▸ **WORK REQUEST**:
Using the data beneath, show every line that includes the word "ExtractOptions".

━━━━━━━━━━

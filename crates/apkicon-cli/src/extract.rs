use std::{
    fs,
    path::{Path, PathBuf},
};

use apkicon_extract::{ContainerKind, ExtractError, IconExtractor, ResolvedIcon};
use apkicon_utils::bytes::format_bytes;
use nu_ansi_term::Color::{Blue, Cyan, Green, Red, Yellow};
use rayon::{prelude::*, ThreadPoolBuilder};
use serde::Serialize;
use tracing::{debug, error, info, warn};

use crate::{
    error::{CliError, CliResult, ErrorContext},
    utils::{icon_file_name, icon_or, Colored, Icons},
};

pub struct ExtractOptions {
    pub files: Vec<PathBuf>,
    pub output: Option<PathBuf>,
    pub kind: Option<ContainerKind>,
    pub force: bool,
    pub json: bool,
    pub parallel_limit: usize,
}

/// Where extracted icons are written.
#[derive(Debug, PartialEq, Eq)]
enum OutputTarget {
    Dir(PathBuf),
    File(PathBuf),
}

impl OutputTarget {
    fn resolve(output: Option<PathBuf>, inputs: usize) -> CliResult<Self> {
        let Some(path) = output else {
            return Ok(OutputTarget::Dir(PathBuf::from(".")));
        };

        let is_png = path
            .extension()
            .is_some_and(|ext| ext.eq_ignore_ascii_case("png"));

        if inputs == 1 && is_png && !path.is_dir() {
            if let Some(parent) = path.parent().filter(|p| !p.as_os_str().is_empty()) {
                fs::create_dir_all(parent)
                    .with_context(|| format!("creating directory {}", parent.display()))?;
            }
            return Ok(OutputTarget::File(path));
        }

        fs::create_dir_all(&path)
            .with_context(|| format!("creating directory {}", path.display()))?;
        Ok(OutputTarget::Dir(path))
    }

    fn path_for(&self, input: &Path) -> PathBuf {
        match self {
            OutputTarget::Dir(dir) => dir.join(icon_file_name(input)),
            OutputTarget::File(file) => file.clone(),
        }
    }
}

#[derive(Debug, Serialize)]
#[serde(tag = "status", rename_all = "snake_case")]
pub enum ExtractOutcome {
    Extracted {
        input: PathBuf,
        output: PathBuf,
        entry: String,
        member: Option<String>,
        size: usize,
        checksum: String,
        dimensions: Option<(u32, u32)>,
    },
    NoIcon {
        input: PathBuf,
        reason: String,
    },
    Failed {
        input: PathBuf,
        reason: String,
    },
}

type Extraction = (PathBuf, Result<ResolvedIcon, ExtractError>);

fn run_extractions(
    extractor: &IconExtractor,
    files: &[PathBuf],
    kind: Option<ContainerKind>,
    parallel_limit: usize,
) -> CliResult<Vec<Extraction>> {
    let extract_one = |file: &PathBuf| (file.clone(), extractor.try_extract_file(file, kind));

    if parallel_limit <= 1 || files.len() <= 1 {
        return Ok(files.iter().map(extract_one).collect());
    }

    debug!(threads = parallel_limit, files = files.len(), "extracting in parallel");
    let pool = ThreadPoolBuilder::new().num_threads(parallel_limit).build()?;
    Ok(pool.install(|| files.par_iter().map(extract_one).collect()))
}

fn save_icon(input: PathBuf, icon: ResolvedIcon, target: &OutputTarget, force: bool) -> ExtractOutcome {
    let output = target.path_for(&input);

    if output.exists() && !force {
        return ExtractOutcome::Failed {
            input,
            reason: format!("{} already exists (use --force to overwrite)", output.display()),
        };
    }

    if let Err(err) = fs::write(&output, icon.bytes()) {
        return ExtractOutcome::Failed {
            input,
            reason: format!("writing {}: {err}", output.display()),
        };
    }

    ExtractOutcome::Extracted {
        input,
        output,
        entry: icon.source_entry_name().to_string(),
        member: icon.member_name().map(String::from),
        size: icon.len(),
        checksum: icon.checksum(),
        dimensions: icon.dimensions().ok(),
    }
}

fn into_outcome(extraction: Extraction, target: &OutputTarget, force: bool) -> ExtractOutcome {
    match extraction {
        (input, Ok(icon)) => save_icon(input, icon, target, force),
        (input, Err(err @ ExtractError::Io { .. })) => {
            ExtractOutcome::Failed {
                input,
                reason: err.to_string(),
            }
        }
        (input, Err(err)) => {
            ExtractOutcome::NoIcon {
                input,
                reason: err.to_string(),
            }
        }
    }
}

fn print_outcome(outcome: &ExtractOutcome) {
    match outcome {
        ExtractOutcome::Extracted {
            input,
            output,
            entry,
            member,
            size,
            dimensions,
            ..
        } => {
            let source = match member {
                Some(member) => format!("{member}!{entry}"),
                None => entry.clone(),
            };
            let dimensions = dimensions
                .map(|(w, h)| format!(", {w}x{h}"))
                .unwrap_or_default();
            info!(
                "{} {} {} {} ({}{}, {})",
                Colored(Green, icon_or(Icons::CHECK, "+")),
                Colored(Blue, input.display()),
                icon_or(Icons::ARROW, "->"),
                Colored(Cyan, output.display()),
                source,
                dimensions,
                format_bytes(*size as u64, 2)
            );
        }
        ExtractOutcome::NoIcon {
            input,
            reason,
        } => {
            warn!(
                "{} {}: {}",
                Colored(Yellow, icon_or(Icons::WARNING, "!")),
                Colored(Blue, input.display()),
                reason
            );
        }
        ExtractOutcome::Failed {
            input,
            reason,
        } => {
            error!(
                "{} {}: {}",
                Colored(Red, icon_or(Icons::CROSS, "x")),
                Colored(Blue, input.display()),
                reason
            );
        }
    }
}

/// Extracts icons from every input, writes them out and prints a summary.
///
/// Inputs without an icon are reported, not treated as failures.
pub fn extract_icons(extractor: &IconExtractor, options: ExtractOptions) -> CliResult<()> {
    let target = OutputTarget::resolve(options.output, options.files.len())?;
    let extractions = run_extractions(
        extractor,
        &options.files,
        options.kind,
        options.parallel_limit,
    )?;

    let outcomes: Vec<ExtractOutcome> = extractions
        .into_iter()
        .map(|extraction| into_outcome(extraction, &target, options.force))
        .collect();

    let extracted = outcomes
        .iter()
        .filter(|o| matches!(o, ExtractOutcome::Extracted { .. }))
        .count();
    let failed = outcomes
        .iter()
        .filter(|o| matches!(o, ExtractOutcome::Failed { .. }))
        .count();
    let missing = outcomes.len() - extracted - failed;

    if options.json {
        println!("{}", serde_json::to_string_pretty(&outcomes)?);
    } else {
        outcomes.iter().for_each(print_outcome);
        info!(
            "\n{} extracted, {} without icon, {} failed",
            Colored(Green, extracted),
            Colored(Yellow, missing),
            Colored(Red, failed)
        );
    }

    if failed > 0 {
        return Err(CliError::Custom(format!(
            "{failed} of {} inputs could not be processed",
            outcomes.len()
        )));
    }

    Ok(())
}

#[cfg(test)]
mod tests {
    use std::io::{Cursor, Write};

    use zip::{write::SimpleFileOptions, ZipWriter};

    use super::*;

    fn apk(entries: &[(&str, &[u8])]) -> Vec<u8> {
        let mut writer = ZipWriter::new(Cursor::new(Vec::new()));
        for (name, data) in entries {
            writer.start_file(*name, SimpleFileOptions::default()).unwrap();
            writer.write_all(data).unwrap();
        }
        writer.finish().unwrap().into_inner()
    }

    #[test]
    fn test_output_target_resolution() {
        let dir = tempfile::tempdir().unwrap();

        assert_eq!(
            OutputTarget::resolve(None, 3).unwrap(),
            OutputTarget::Dir(PathBuf::from("."))
        );

        let file = dir.path().join("nested/icon.PNG");
        assert_eq!(
            OutputTarget::resolve(Some(file.clone()), 1).unwrap(),
            OutputTarget::File(file.clone())
        );
        assert!(dir.path().join("nested").is_dir());

        let as_dir = dir.path().join("icons.png");
        assert_eq!(
            OutputTarget::resolve(Some(as_dir.clone()), 2).unwrap(),
            OutputTarget::Dir(as_dir.clone())
        );
        assert!(as_dir.is_dir());
    }

    #[test]
    fn test_extract_writes_icons() {
        let dir = tempfile::tempdir().unwrap();
        let with_icon = dir.path().join("app.apk");
        let without_icon = dir.path().join("lib.apk");
        fs::write(
            &with_icon,
            apk(&[("res/mipmap-xxhdpi/ic_launcher.png", b"icon bytes")]),
        )
        .unwrap();
        fs::write(&without_icon, apk(&[("classes.dex", b"dex")])).unwrap();

        let out = dir.path().join("out");
        let options = ExtractOptions {
            files: vec![with_icon, without_icon],
            output: Some(out.clone()),
            kind: None,
            force: false,
            json: true,
            parallel_limit: 2,
        };
        extract_icons(&IconExtractor::new(), options).unwrap();

        assert_eq!(fs::read(out.join("app.png")).unwrap(), b"icon bytes");
        assert!(!out.join("lib.png").exists());
    }

    #[test]
    fn test_missing_input_fails() {
        let dir = tempfile::tempdir().unwrap();
        let options = ExtractOptions {
            files: vec![dir.path().join("missing.apk")],
            output: Some(dir.path().to_path_buf()),
            kind: Some(ContainerKind::Single),
            force: false,
            json: true,
            parallel_limit: 1,
        };

        assert!(matches!(
            extract_icons(&IconExtractor::new(), options),
            Err(CliError::Custom(_))
        ));
    }

    #[test]
    fn test_existing_output_needs_force() {
        let dir = tempfile::tempdir().unwrap();
        let input = dir.path().join("app.apk");
        fs::write(&input, apk(&[("res/mipmap-hdpi/ic_launcher.png", b"new")])).unwrap();
        let target = OutputTarget::Dir(dir.path().to_path_buf());
        fs::write(dir.path().join("app.png"), b"old").unwrap();

        let extraction = (
            input.clone(),
            IconExtractor::new().try_extract_file(&input, None),
        );
        assert!(matches!(
            into_outcome(extraction, &target, false),
            ExtractOutcome::Failed { .. }
        ));
        assert_eq!(fs::read(dir.path().join("app.png")).unwrap(), b"old");

        let extraction = (
            input.clone(),
            IconExtractor::new().try_extract_file(&input, None),
        );
        assert!(matches!(
            into_outcome(extraction, &target, true),
            ExtractOutcome::Extracted { size: 3, .. }
        ));
        assert_eq!(fs::read(dir.path().join("app.png")).unwrap(), b"new");
    }

    #[test]
    fn test_unreadable_container_is_not_a_failure() {
        let target = OutputTarget::Dir(PathBuf::from("."));
        let extraction = (
            PathBuf::from("broken.apk"),
            IconExtractor::new().try_extract(b"not a zip", ContainerKind::Single),
        );

        assert!(matches!(
            into_outcome(extraction, &target, false),
            ExtractOutcome::NoIcon { .. }
        ));
    }
}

━━━━━━━━━━

▸ **ANSWER SECTION**:
pub struct ExtractOptions {
pub fn extract_icons(extractor: &IconExtractor, options: ExtractOptions) -> CliResult<()> {
        let options = ExtractOptions {
        let options = ExtractOptions {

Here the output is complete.